(Data in this exercise begins)

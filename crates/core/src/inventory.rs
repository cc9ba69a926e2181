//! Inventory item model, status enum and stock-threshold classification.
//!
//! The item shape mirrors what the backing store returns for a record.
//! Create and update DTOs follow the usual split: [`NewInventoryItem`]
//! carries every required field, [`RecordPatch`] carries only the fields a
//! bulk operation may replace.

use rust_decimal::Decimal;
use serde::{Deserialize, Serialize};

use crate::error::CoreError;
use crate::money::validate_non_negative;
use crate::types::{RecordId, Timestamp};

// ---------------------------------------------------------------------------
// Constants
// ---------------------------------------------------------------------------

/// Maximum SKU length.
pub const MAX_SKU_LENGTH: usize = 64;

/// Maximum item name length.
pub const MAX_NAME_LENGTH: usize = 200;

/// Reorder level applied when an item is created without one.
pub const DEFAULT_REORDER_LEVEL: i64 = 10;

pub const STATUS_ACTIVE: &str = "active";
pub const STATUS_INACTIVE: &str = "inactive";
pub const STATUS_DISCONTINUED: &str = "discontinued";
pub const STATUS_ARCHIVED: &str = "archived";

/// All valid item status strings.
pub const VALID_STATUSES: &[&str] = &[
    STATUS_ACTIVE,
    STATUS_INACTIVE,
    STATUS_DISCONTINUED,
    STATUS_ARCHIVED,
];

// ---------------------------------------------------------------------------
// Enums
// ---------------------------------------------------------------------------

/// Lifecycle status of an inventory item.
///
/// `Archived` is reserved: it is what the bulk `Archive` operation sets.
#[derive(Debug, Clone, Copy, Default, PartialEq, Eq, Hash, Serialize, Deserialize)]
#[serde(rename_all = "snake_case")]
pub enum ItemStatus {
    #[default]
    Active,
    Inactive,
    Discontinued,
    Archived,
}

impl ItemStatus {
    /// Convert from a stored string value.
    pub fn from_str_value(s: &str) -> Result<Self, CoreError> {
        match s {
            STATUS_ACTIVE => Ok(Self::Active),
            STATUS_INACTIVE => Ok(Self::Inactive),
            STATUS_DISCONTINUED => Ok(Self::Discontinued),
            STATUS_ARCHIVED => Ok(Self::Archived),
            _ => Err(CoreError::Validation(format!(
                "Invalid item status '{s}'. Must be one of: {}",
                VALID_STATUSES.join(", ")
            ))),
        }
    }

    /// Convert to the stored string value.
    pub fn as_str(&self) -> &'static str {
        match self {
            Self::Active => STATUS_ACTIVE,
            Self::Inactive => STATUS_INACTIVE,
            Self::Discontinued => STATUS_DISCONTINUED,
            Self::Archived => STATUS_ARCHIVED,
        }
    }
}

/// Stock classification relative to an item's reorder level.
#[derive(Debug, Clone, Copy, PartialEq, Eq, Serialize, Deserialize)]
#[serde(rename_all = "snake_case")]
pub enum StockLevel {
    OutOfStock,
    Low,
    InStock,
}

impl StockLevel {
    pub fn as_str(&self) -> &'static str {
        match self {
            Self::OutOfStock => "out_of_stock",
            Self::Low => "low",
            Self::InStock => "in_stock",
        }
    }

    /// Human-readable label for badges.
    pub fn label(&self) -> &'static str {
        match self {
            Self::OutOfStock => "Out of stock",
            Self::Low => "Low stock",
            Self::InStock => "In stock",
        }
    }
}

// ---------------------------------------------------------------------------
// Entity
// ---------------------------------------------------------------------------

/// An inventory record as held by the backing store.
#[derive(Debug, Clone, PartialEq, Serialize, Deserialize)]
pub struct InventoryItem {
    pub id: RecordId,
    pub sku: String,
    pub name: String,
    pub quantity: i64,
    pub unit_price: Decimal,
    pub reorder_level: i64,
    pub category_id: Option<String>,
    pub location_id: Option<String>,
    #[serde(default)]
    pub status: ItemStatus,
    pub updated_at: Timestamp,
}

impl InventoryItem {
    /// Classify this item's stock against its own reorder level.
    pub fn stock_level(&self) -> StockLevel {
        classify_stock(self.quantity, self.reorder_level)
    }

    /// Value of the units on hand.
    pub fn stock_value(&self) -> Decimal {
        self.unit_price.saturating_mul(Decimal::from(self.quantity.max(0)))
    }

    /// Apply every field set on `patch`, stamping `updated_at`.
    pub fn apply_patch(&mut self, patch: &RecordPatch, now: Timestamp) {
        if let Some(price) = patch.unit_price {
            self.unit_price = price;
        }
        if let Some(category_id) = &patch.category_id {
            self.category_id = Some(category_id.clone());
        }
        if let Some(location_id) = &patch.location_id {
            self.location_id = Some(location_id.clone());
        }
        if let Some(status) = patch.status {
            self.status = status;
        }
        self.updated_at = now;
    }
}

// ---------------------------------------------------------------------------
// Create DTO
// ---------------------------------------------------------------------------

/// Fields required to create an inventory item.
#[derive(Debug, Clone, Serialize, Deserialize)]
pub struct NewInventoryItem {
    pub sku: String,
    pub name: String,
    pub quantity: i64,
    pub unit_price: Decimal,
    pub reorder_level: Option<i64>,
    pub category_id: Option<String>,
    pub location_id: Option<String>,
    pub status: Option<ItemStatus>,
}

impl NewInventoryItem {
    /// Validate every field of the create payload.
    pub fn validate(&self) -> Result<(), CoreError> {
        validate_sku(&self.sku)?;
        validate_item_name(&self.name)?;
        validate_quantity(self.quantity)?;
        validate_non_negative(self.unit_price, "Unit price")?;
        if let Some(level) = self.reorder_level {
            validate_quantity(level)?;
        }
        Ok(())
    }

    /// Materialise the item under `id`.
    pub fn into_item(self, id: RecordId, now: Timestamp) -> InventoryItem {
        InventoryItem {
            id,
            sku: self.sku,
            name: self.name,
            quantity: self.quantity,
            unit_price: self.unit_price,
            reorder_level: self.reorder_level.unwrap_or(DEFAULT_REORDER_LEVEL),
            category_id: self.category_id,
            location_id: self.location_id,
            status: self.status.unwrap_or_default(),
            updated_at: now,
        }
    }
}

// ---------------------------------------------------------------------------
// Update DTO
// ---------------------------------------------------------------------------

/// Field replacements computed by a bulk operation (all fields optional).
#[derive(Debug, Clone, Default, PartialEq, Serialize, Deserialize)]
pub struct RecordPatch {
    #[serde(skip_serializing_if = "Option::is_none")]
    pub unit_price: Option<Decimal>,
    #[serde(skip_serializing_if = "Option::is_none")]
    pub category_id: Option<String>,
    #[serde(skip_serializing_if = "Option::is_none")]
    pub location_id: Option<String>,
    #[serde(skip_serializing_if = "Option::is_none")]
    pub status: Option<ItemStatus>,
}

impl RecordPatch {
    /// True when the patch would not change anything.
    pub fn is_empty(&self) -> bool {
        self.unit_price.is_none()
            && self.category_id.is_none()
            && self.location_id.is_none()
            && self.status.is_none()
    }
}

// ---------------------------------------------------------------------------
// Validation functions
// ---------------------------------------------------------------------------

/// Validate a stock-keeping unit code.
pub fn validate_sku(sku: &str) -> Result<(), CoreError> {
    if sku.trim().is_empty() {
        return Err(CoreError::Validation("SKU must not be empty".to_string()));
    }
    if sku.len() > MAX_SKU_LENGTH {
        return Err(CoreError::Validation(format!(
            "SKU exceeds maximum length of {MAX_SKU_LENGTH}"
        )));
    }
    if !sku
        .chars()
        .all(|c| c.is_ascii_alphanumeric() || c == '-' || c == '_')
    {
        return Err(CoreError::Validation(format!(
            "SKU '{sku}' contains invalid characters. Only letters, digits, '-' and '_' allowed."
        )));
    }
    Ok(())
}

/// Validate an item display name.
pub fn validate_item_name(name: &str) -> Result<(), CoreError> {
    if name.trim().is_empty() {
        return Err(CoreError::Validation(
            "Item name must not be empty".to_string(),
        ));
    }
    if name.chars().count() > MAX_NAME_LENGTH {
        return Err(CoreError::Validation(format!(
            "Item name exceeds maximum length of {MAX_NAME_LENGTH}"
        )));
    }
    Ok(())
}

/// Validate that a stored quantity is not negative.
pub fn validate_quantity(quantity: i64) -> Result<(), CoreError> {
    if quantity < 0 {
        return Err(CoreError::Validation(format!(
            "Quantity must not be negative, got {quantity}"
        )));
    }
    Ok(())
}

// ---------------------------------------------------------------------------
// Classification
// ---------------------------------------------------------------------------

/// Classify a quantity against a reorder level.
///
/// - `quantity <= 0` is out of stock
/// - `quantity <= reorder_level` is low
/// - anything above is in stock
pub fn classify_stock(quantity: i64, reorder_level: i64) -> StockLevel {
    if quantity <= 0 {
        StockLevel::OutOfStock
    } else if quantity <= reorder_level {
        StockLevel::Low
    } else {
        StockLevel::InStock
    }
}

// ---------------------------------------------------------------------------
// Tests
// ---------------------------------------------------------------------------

(Data in this exercise ends)

• **Problem**
Beginning at the line with "pub fn is_empty(&self)" and stopping after the line with "item display name.", please write out every line of the data above exactly and nothing else.

• **Written answer**
    pub fn is_empty(&self) -> bool {
        self.unit_price.is_none()
            && self.category_id.is_none()
            && self.location_id.is_none()
            && self.status.is_none()
    }
}

// ---------------------------------------------------------------------------
// Validation functions
// ---------------------------------------------------------------------------

/// Validate a stock-keeping unit code.
pub fn validate_sku(sku: &str) -> Result<(), CoreError> {
    if sku.trim().is_empty() {
        return Err(CoreError::Validation("SKU must not be empty".to_string()));
    }
    if sku.len() > MAX_SKU_LENGTH {
        return Err(CoreError::Validation(format!(
            "SKU exceeds maximum length of {MAX_SKU_LENGTH}"
        )));
    }
    if !sku
        .chars()
        .all(|c| c.is_ascii_alphanumeric() || c == '-' || c == '_')
    {
        return Err(CoreError::Validation(format!(
            "SKU '{sku}' contains invalid characters. Only letters, digits, '-' and '_' allowed."
        )));
    }
    Ok(())
}

/// Validate an item display name.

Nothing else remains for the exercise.